The letter also asked “who made the final call” on patients’ care when hospice was “not in line with what the family desired,” and it said that infectious patients should not be sent home for hospice. The legislators urged the state to determine if providers had any connection to the hospice companies they were referring to — whether Ochsner had any ownership stake in them or any hospital physicians were simultaneously affiliated with hospice companies.

“This information is very disturbing for us as leaders of our state to read,” wrote state Sen. James Harris III and state Rep. Barbara West Carpenter, the chairman and vice chairwoman of the caucus. “Many people normally do not question medical practitioners because they feel they are right with their prognosis, diagnosis and decisions they share with the patients.”

Ochsner did not answer ProPublica’s questions about doctor affiliations with hospice companies. The organization also did not respond when asked if it had investigated or planned to investigate potential racial disparities in discharge practices.

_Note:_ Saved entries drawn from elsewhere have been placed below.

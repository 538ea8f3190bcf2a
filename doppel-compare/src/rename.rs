// SPDX-License-Identifier: AGPL-3.0-or-later
//! Rename detection from file ids

use crate::hierarchy::{BaseFolderPair, CompareFilesResult, NodeId, Side};
use doppel_core::FileId;
use std::collections::HashMap;

/// Link left-only and right-only files that are the same physical file.
///
/// Both base folders must live on the same device root, otherwise equal ids
/// mean nothing. A match needs the same id and size on both sides, and the
/// id must be unique among the one-sided files of its side. Returns the
/// number of linked pairs.
pub fn detect_moves(pair: &mut BaseFolderPair) -> usize {
    if pair.base(Side::Left).device() != pair.base(Side::Right).device() {
        return 0;
    }

    let left = unique_ids(pair, CompareFilesResult::LeftOnly, Side::Left);
    let right = unique_ids(pair, CompareFilesResult::RightOnly, Side::Right);

    let mut links = Vec::new();
    for (id, left_node) in &left {
        let Some(right_node) = right.get(id) else { continue };
        if pair.node(*left_node).file_size(Side::Left) == pair.node(*right_node).file_size(Side::Right) {
            links.push((*left_node, *right_node));
        }
    }
    links.sort();
    for &(l, r) in &links {
        tracing::debug!(
            from = %pair.node(l).pair_relative_path(),
            to = %pair.node(r).pair_relative_path(),
            "rename detected"
        );
        pair.link_move(l, r);
    }
    links.len()
}

fn unique_ids(pair: &BaseFolderPair, category: CompareFilesResult, side: Side) -> HashMap<FileId, NodeId> {
    let mut seen: HashMap<FileId, Option<NodeId>> = HashMap::new();
    for (id, node) in pair.iter() {
        if node.category() != category {
            continue;
        }
        if let Some(file_id) = node.file_id(side) {
            seen.entry(file_id)
                .and_modify(|slot| *slot = None)
                .or_insert(Some(id));
        }
    }
    seen.into_iter()
        .filter_map(|(file_id, node)| node.map(|n| (file_id, n)))
        .collect()
}

#[cfg(test)]
mod tests {
    use super::*;
    use crate::hierarchy::{FileDescr, ObjectKind, SidePair};
    use doppel_core::{AbstractPath, AfsPath, DeviceRoot};

    fn add(pair: &mut BaseFolderPair, side: Side, name: &str, size: u64, id: Option<u128>) -> NodeId {
        let category = match side {
            Side::Left => CompareFilesResult::LeftOnly,
            Side::Right => CompareFilesResult::RightOnly,
        };
        pair.add_node(
            None,
            SidePair::one_sided(side, name.to_string()),
            ObjectKind::File(SidePair::one_sided(
                side,
                FileDescr {
                    size,
                    mod_time: 0,
                    file_id: id.map(FileId::from_raw),
                },
            )),
            category,
            None,
        )
    }

    fn pair_on(left_root: &str, right_root: &str) -> BaseFolderPair {
        BaseFolderPair::new(
            AbstractPath::new(DeviceRoot::new("mem", left_root), AfsPath::new("l")),
            AbstractPath::new(DeviceRoot::new("mem", right_root), AfsPath::new("r")),
        )
    }

    #[test]
    fn test_links_matching_ids() {
        let mut pair = pair_on("v", "v");
        let old = add(&mut pair, Side::Left, "old.txt", 5, Some(7));
        let new = add(&mut pair, Side::Right, "new.txt", 5, Some(7));
        let other = add(&mut pair, Side::Right, "other.txt", 5, Some(8));
        assert_eq!(detect_moves(&mut pair), 1);
        assert_eq!(pair.node(old).move_ref(), Some(new));
        assert_eq!(pair.node(new).move_ref(), Some(old));
        assert_eq!(pair.node(other).move_ref(), None);
    }

    #[test]
    fn test_requires_size_unique_id_and_same_device() {
        let mut pair = pair_on("v", "v");
        add(&mut pair, Side::Left, "a", 5, Some(1));
        add(&mut pair, Side::Right, "b", 6, Some(1));
        add(&mut pair, Side::Left, "c", 1, Some(2));
        add(&mut pair, Side::Left, "d", 1, Some(2));
        add(&mut pair, Side::Right, "e", 1, Some(2));
        add(&mut pair, Side::Left, "f", 1, None);
        add(&mut pair, Side::Right, "g", 1, None);
        assert_eq!(detect_moves(&mut pair), 0);

        let mut pair = pair_on("v", "w");
        add(&mut pair, Side::Left, "a", 5, Some(1));
        add(&mut pair, Side::Right, "b", 5, Some(1));
        assert_eq!(detect_moves(&mut pair), 0);
    }
}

Following the publication of ProPublica’s investigation, Dr. Robert Hart, Ochsner’s chief medical officer, told The Times Picayune and The Advocate that he was “disappointed at the tenor of the article trying to make it about race.”

But Tarver said that racial disparities in medicine are well-established and must be addressed head on. “History has proven that there’s just as much racism per square inch in the hospital [as anywhere else],” he said. “You have to ask yourself, would they have done this if these people were white? I’m telling you they wouldn’t have. They would not have discharged them if they were white.”

Annie Waldman is a reporter at ProPublica covering education. Joshua Kaplan is a senior reporting fellow at ProPublica.